_Required work:_ Below are some records; output exactly the lines from the line with "el.push_attribute((rel_key.as_str(), slide.rel_id.as_str()));" to the line with "el.push_attribute(attr);", both ends kept, and nothing more.

☆ ☆ ☆

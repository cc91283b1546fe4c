//! Reading and rewriting the presentation part (`ppt/presentation.xml`).

use crate::container::RELATIONSHIPS_NS;
use crate::error::{Error, Result};
use crate::units::{Emu, SlideSize};
use quick_xml::events::{BytesEnd, BytesStart, Event};

/// Smallest slide id PowerPoint accepts.
pub const MIN_SLIDE_ID: u32 = 256;

/// A `sldId` entry: the slide's numeric id and its relationship id.
#[derive(Debug, Clone, PartialEq, Eq)]
pub struct SlideRef {
    pub id: u32,
    pub rel_id: String,
}

/// What the builder and inspector need to know about a presentation part.
#[derive(Debug, Clone, Default)]
pub struct PresentationInfo {
    /// Slides in presentation order
    pub slides: Vec<SlideRef>,
    /// Declared slide size, if any
    pub slide_size: Option<SlideSize>,
}

impl PresentationInfo {
    pub fn parse(xml: &str) -> Result<Self> {
        let mut info = PresentationInfo::default();
        let mut reader = quick_xml::Reader::from_str(xml);
        reader.config_mut().trim_text(true);

        let mut buf = Vec::new();
        loop {
            match reader.read_event_into(&mut buf) {
                Ok(Event::Empty(e)) | Ok(Event::Start(e)) => match e.local_name().as_ref() {
                    b"sldId" => {
                        let mut id = None;
                        let mut rel_id = String::new();
                        for attr in e.attributes().flatten() {
                            if attr.key.local_name().as_ref() != b"id" {
                                continue;
                            }
                            let value = attr.unescape_value()?;
                            if attr.key.prefix().is_some() {
                                rel_id = value.into_owned();
                            } else {
                                id = value.trim().parse::<u32>().ok();
                            }
                        }
                        if let (Some(id), false) = (id, rel_id.is_empty()) {
                            info.slides.push(SlideRef { id, rel_id });
                        }
                    }
                    b"sldSz" => {
                        let cx = emu_attr(&e, b"cx")?;
                        let cy = emu_attr(&e, b"cy")?;
                        if let (Some(width), Some(height)) = (cx, cy) {
                            info.slide_size = Some(SlideSize { width, height });
                        }
                    }
                    _ => {}
                },
                Ok(Event::Eof) => break,
                Err(e) => return Err(Error::XmlParse(e.to_string())),
                _ => {}
            }
            buf.clear();
        }

        Ok(info)
    }

    /// First slide id greater than every existing one.
    pub fn next_slide_id(&self) -> u32 {
        self.slides
            .iter()
            .map(|s| s.id + 1)
            .max()
            .unwrap_or(MIN_SLIDE_ID)
            .max(MIN_SLIDE_ID)
    }
}

fn emu_attr(e: &BytesStart<'_>, key: &[u8]) -> Result<Option<Emu>> {
    match e.try_get_attribute(key)? {
        Some(attr) => Ok(attr.unescape_value()?.trim().parse::<i64>().ok().map(Emu)),
        None => Ok(None),
    }
}

/// Rewrite a presentation part: set the slide size and append `new_slides`
/// to the slide list.
///
/// The slide list is created right before `sldSz` when the part has none.
/// Everything else passes through untouched.
pub fn rewrite_presentation(xml: &str, size: SlideSize, new_slides: &[SlideRef]) -> Result<String> {
    let mut reader = quick_xml::Reader::from_str(xml);
    let mut writer = quick_xml::Writer::new(Vec::with_capacity(xml.len() + new_slides.len() * 48));

    let mut names = ElementNames::default();
    let mut slides_written = new_slides.is_empty();
    let mut size_written = false;

    loop {
        let event = reader.read_event()?;
        match event {
            Event::Start(ref e) if e.local_name().as_ref() == b"presentation" => {
                let root = names.bind_root(e);
                writer.write_event(Event::Start(root))?;
            }
            Event::End(ref e) if e.local_name().as_ref() == b"sldIdLst" => {
                write_slide_ids(&mut writer, &names, new_slides)?;
                slides_written = true;
                writer.write_event(event)?;
            }
            Event::Empty(ref e) if e.local_name().as_ref() == b"sldIdLst" => {
                if new_slides.is_empty() {
                    writer.write_event(event)?;
                } else {
                    writer.write_event(Event::Start(e.borrow()))?;
                    write_slide_ids(&mut writer, &names, new_slides)?;
                    writer.write_event(Event::End(BytesEnd::new(names.qualify("sldIdLst"))))?;
                }
                slides_written = true;
            }
            Event::Start(ref e) | Event::Empty(ref e) if e.local_name().as_ref() == b"sldSz" => {
                if !slides_written {
                    write_slide_list(&mut writer, &names, new_slides)?;
                    slides_written = true;
                }
                let sized = resized(e, size);
                if matches!(event, Event::Start(_)) {
                    writer.write_event(Event::Start(sized))?;
                } else {
                    writer.write_event(Event::Empty(sized))?;
                }
                size_written = true;
            }
            Event::Start(ref e) | Event::Empty(ref e)
                if e.local_name().as_ref() == b"notesSz" && !size_written =>
            {
                if !slides_written {
                    write_slide_list(&mut writer, &names, new_slides)?;
                    slides_written = true;
                }
                let mut sld_sz = BytesStart::new(names.qualify("sldSz"));
                sld_sz.push_attribute(("cx", size.width.to_string().as_str()));
                sld_sz.push_attribute(("cy", size.height.to_string().as_str()));
                writer.write_event(Event::Empty(sld_sz))?;
                size_written = true;
                writer.write_event(event)?;
            }
            Event::Eof => break,
            other => writer.write_event(other)?,
        }
    }

    if !size_written || !slides_written {
        return Err(Error::InvalidData(
            "presentation part has no slide size element".to_string(),
        ));
    }

    String::from_utf8(writer.into_inner()).map_err(|e| Error::InvalidData(e.to_string()))
}

/// Prefixes used for elements added to the presentation part.
#[derive(Debug, Default)]
struct ElementNames {
    element_prefix: Option<String>,
    rel_prefix: String,
}

impl ElementNames {
    /// Learn the prefixes from the root element, declaring the relationships
    /// namespace on it when the document never does.
    fn bind_root<'a>(&mut self, root: &'a BytesStart<'a>) -> BytesStart<'a> {
        self.element_prefix = root
            .name()
            .prefix()
            .map(|p| String::from_utf8_lossy(p.as_ref()).into_owned());

        let declared = root.attributes().flatten().find_map(|attr| {
            let key = attr.key.as_ref();
            let prefix = key.strip_prefix(b"xmlns:")?;
            (attr.value.as_ref() == RELATIONSHIPS_NS.as_bytes())
                .then(|| String::from_utf8_lossy(prefix).into_owned())
        });

        match declared {
            Some(prefix) => {
                self.rel_prefix = prefix;
                root.borrow()
            }
            None => {
                let taken = root.try_get_attribute("xmlns:r").ok().flatten().is_some();
                self.rel_prefix = if taken { "rel".to_string() } else { "r".to_string() };
                let mut owned = root.borrow();
                let key = format!("xmlns:{}", self.rel_prefix);
                owned.push_attribute((key.as_str(), RELATIONSHIPS_NS));
                owned
            }
        }
    }

    fn qualify(&self, local: &str) -> String {
        match &self.element_prefix {
            Some(prefix) => format!("{}:{}", prefix, local),
            None => local.to_string(),
        }
    }
}

fn write_slide_ids(
    writer: &mut quick_xml::Writer<Vec<u8>>,
    names: &ElementNames,
    slides: &[SlideRef],
) -> Result<()> {
    let rel_key = format!("{}:id", names.rel_prefix);
    for slide in slides {
        let mut el = BytesStart::new(names.qualify("sldId"));
        el.push_attribute(("id", slide.id.to_string().as_str()));
        el.push_attribute((rel_key.as_str(), slide.rel_id.as_str()));
        writer.write_event(Event::Empty(el))?;
    }
    Ok(())
}

fn write_slide_list(
    writer: &mut quick_xml::Writer<Vec<u8>>,
    names: &ElementNames,
    slides: &[SlideRef],
) -> Result<()> {
    let list = names.qualify("sldIdLst");
    writer.write_event(Event::Start(BytesStart::new(list.as_str())))?;
    write_slide_ids(writer, names, slides)?;
    writer.write_event(Event::End(BytesEnd::new(list)))?;
    Ok(())
}

/// Copy of a `sldSz` element with new extents and no named size type.
fn resized<'a>(e: &'a BytesStart<'a>, size: SlideSize) -> BytesStart<'a> {
    let name = String::from_utf8_lossy(e.name().as_ref()).into_owned();
    let mut el = BytesStart::new(name);
    for attr in e.attributes().flatten() {
        if !matches!(attr.key.as_ref(), b"cx" | b"cy" | b"type") {
            el.push_attribute(attr);
        }
    }
    el.push_attribute(("cx", size.width.to_string().as_str()));
    el.push_attribute(("cy", size.height.to_string().as_str()));
    el
}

☆ ☆ ☆

_Answer section:_
        el.push_attribute((rel_key.as_str(), slide.rel_id.as_str()));
        writer.write_event(Event::Empty(el))?;
    }
    Ok(())
}

fn write_slide_list(
    writer: &mut quick_xml::Writer<Vec<u8>>,
    names: &ElementNames,
    slides: &[SlideRef],
) -> Result<()> {
    let list = names.qualify("sldIdLst");
    writer.write_event(Event::Start(BytesStart::new(list.as_str())))?;
    write_slide_ids(writer, names, slides)?;
    writer.write_event(Event::End(BytesEnd::new(list)))?;
    Ok(())
}

/// Copy of a `sldSz` element with new extents and no named size type.
fn resized<'a>(e: &'a BytesStart<'a>, size: SlideSize) -> BytesStart<'a> {
    let name = String::from_utf8_lossy(e.name().as_ref()).into_owned();
    let mut el = BytesStart::new(name);
    for attr in e.attributes().flatten() {
        if !matches!(attr.key.as_ref(), b"cx" | b"cy" | b"type") {
            el.push_attribute(attr);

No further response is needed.